Centrifugal Force Machine
Object Permanence
X-IMG
Object Permanence is the debut from DJ Court Knight’s Centrifugal Force Machine project, and deals in a vocally driven form of techno-body music. As with a lot of the acts on X-IMG, the 7 tracks on the record are club-ready in terms of tempo, but it’s Knight’s voice that sets them apart in the often instrumental style. A song like “Passing Torment” certainly has the vocal samples, rubbery bass and layers of metallic percussion that you might expect, but its Knight’s processed, sharp-tongued delivery that gives it extra juice, an added touch of acidic texture that makes the whole feel more song-like. In spots that approach hearkens back to classic dark electro, such as on “Despise Inside” where a more minimal arrangement of clacky electronic percussion and FM bass slowly builds to a full gallop, accompanied by grunts, hisses, and hard-bitten syllables.
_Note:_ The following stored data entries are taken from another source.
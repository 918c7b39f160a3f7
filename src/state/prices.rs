//! Latest-known pool rates, refreshed by push updates from the price feed.

use parking_lot::RwLock;
use tracing::warn;

use crate::domain::{Pool, PoolId, PoolRates};

/// Insertion-ordered store of the latest rates per pool.
///
/// Pools are never deleted; a pool whose tokens leave the allow-list is
/// simply filtered out at enumeration time.
pub struct PriceBook {
    pools: RwLock<Vec<Pool>>,
}

impl PriceBook {
    pub fn new() -> Self {
        Self {
            pools: RwLock::new(Vec::new()),
        }
    }

    /// Apply a feed update. A known pool gets its rates replaced in place,
    /// preserving insertion order; an unknown id is ingested as a new pool.
    pub fn apply_update(&self, id: PoolId, address: String, rates: PoolRates) {
        let mut pools = self.pools.write();
        if let Some(existing) = pools.iter_mut().find(|p| p.id() == &id) {
            existing.set_rates(rates);
            return;
        }
        match Pool::ingest(id, address, rates) {
            Ok(pool) => pools.push(pool),
            Err(e) => warn!(error = %e, "Dropping unparseable feed entry"),
        }
    }

    /// Copy-on-read snapshot of every pool, in insertion order.
    pub fn snapshot(&self) -> Vec<Pool> {
        self.pools.read().clone()
    }

    pub fn len(&self) -> usize {
        self.pools.read().len()
    }

    pub fn is_empty(&self) -> bool {
        self.len() == 0
    }
}

impl Default for PriceBook {
    fn default() -> Self {
        Self::new()
    }
}

#[cfg(test)]
mod tests {
    use super::*;
    use crate::domain::{QuotedRate, TokenSymbol};
    use rust_decimal::Decimal;
    use rust_decimal_macros::dec;

    fn rates(buy: Decimal) -> PoolRates {
        PoolRates {
            buy: QuotedRate {
                from: TokenSymbol::from("USDC"),
                to: TokenSymbol::from("ETH"),
                rate: buy,
            },
            sell: QuotedRate {
                from: TokenSymbol::from("ETH"),
                to: TokenSymbol::from("USDC"),
                rate: dec!(1000),
            },
        }
    }

    #[test]
    fn update_replaces_rates_in_place() {
        let book = PriceBook::new();
        book.apply_update(PoolId::from("ORCA_USDC_ETH"), "a1".into(), rates(dec!(0.001)));
        book.apply_update(PoolId::from("RAYDIUM_USDC_ETH"), "a2".into(), rates(dec!(0.002)));
        book.apply_update(PoolId::from("ORCA_USDC_ETH"), "a1".into(), rates(dec!(0.003)));

        let snapshot = book.snapshot();
        assert_eq!(snapshot.len(), 2);
        // Order preserved, rate replaced.
        assert_eq!(snapshot[0].id(), &PoolId::from("ORCA_USDC_ETH"));
        assert_eq!(snapshot[0].buy().rate, dec!(0.003));
    }

    #[test]
    fn unparseable_entries_are_dropped() {
        let book = PriceBook::new();
        book.apply_update(PoolId::from("bogus"), "a".into(), rates(dec!(1)));
        assert!(book.is_empty());
    }

    #[test]
    fn snapshot_is_detached_from_live_state() {
        let book = PriceBook::new();
        book.apply_update(PoolId::from("ORCA_USDC_ETH"), "a1".into(), rates(dec!(0.001)));

        let snapshot = book.snapshot();
        book.apply_update(PoolId::from("ORCA_USDC_ETH"), "a1".into(), rates(dec!(0.009)));

        assert_eq!(snapshot[0].buy().rate, dec!(0.001));
    }
}
//! Collecting notifier and audit sinks.

use std::sync::Arc;

use async_trait::async_trait;
use parking_lot::Mutex;

use crate::domain::TradeRecord;
use crate::error::Result;
use crate::port::{AuditSink, Notifier, TradeEvent};

/// Notifier that stores every event for later assertion. Clones share the
/// same buffer, so a test can keep one handle while the registry owns another.
#[derive(Clone, Default)]
pub struct CollectingNotifier {
    events: Arc<Mutex<Vec<TradeEvent>>>,
}

impl CollectingNotifier {
    pub fn new() -> Self {
        Self::default()
    }

    pub fn events(&self) -> Vec<TradeEvent> {
        self.events.lock().clone()
    }
}

impl Notifier for CollectingNotifier {
    fn notify(&self, event: TradeEvent) {
        self.events.lock().push(event);
    }
}

/// Audit sink that stores every record for later assertion.
#[derive(Clone, Default)]
pub struct CollectingAudit {
    records: Arc<Mutex<Vec<TradeRecord>>>,
}

impl CollectingAudit {
    pub fn new() -> Self {
        Self::default()
    }

    pub fn records(&self) -> Vec<TradeRecord> {
        self.records.lock().clone()
    }
}

#[async_trait]
impl AuditSink for CollectingAudit {
    async fn record(&self, record: &TradeRecord) -> Result<()> {
        self.records.lock().push(record.clone());
        Ok(())
    }
}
That commitment to hitting hard is such that the release comes close to the border of rhythmic noise in spots; while not drenched in distortion, you can’t deny that “Open/Release” has some of the latter genre’s runaway bulldozer momentum, crashing through barriers on a tightly quantized bassline and thudding kicks until it’s abrupt conclusion. As a debut its a clear statement of intent: move or get run over.
SО̄ON
Actions Made Audible
Electronic Sound
Depending on when it occurred, a collab between Jack Dangers and Adi Newton could end up taking on just about any permutation of electronic experimentation given both men’s pedigrees, but emerging now the second release from the SО̄ON project finds both producers in analog psychedelia. Those who’ve tracked Newton’s gradual shift away from the angular deconstruction of classic Clock DVA material and into warmer ambient climes on his own solo releases will be on familiar ground as tremoring tones languidly roll over drones, almost like harmonious windchimes while Alan Watts rhapsodizes on wholeness and separation. While nowhere near as brutally noisy as Dangers’ recent work with Merzbow, he sounds at home in the pure trippiness of Actions Made Audible; the cosmic pings kicking about the soupy mix of “Pharmacopei Of Consciousness” could be traced back to Dangers’ work with dub, but could also just as easily be the result of a shared interest in the earliest of electronic film scoring and mid-century pure experimentation with theremins and other pieces of gear upon their creation. By the time the Eno-cum-Neu! gossamer pulse of closer “Seriatim” heads up towards the astral, there’s been something comforting in hearing these two vets of abrasive noise opt for a more sanguine head-trip.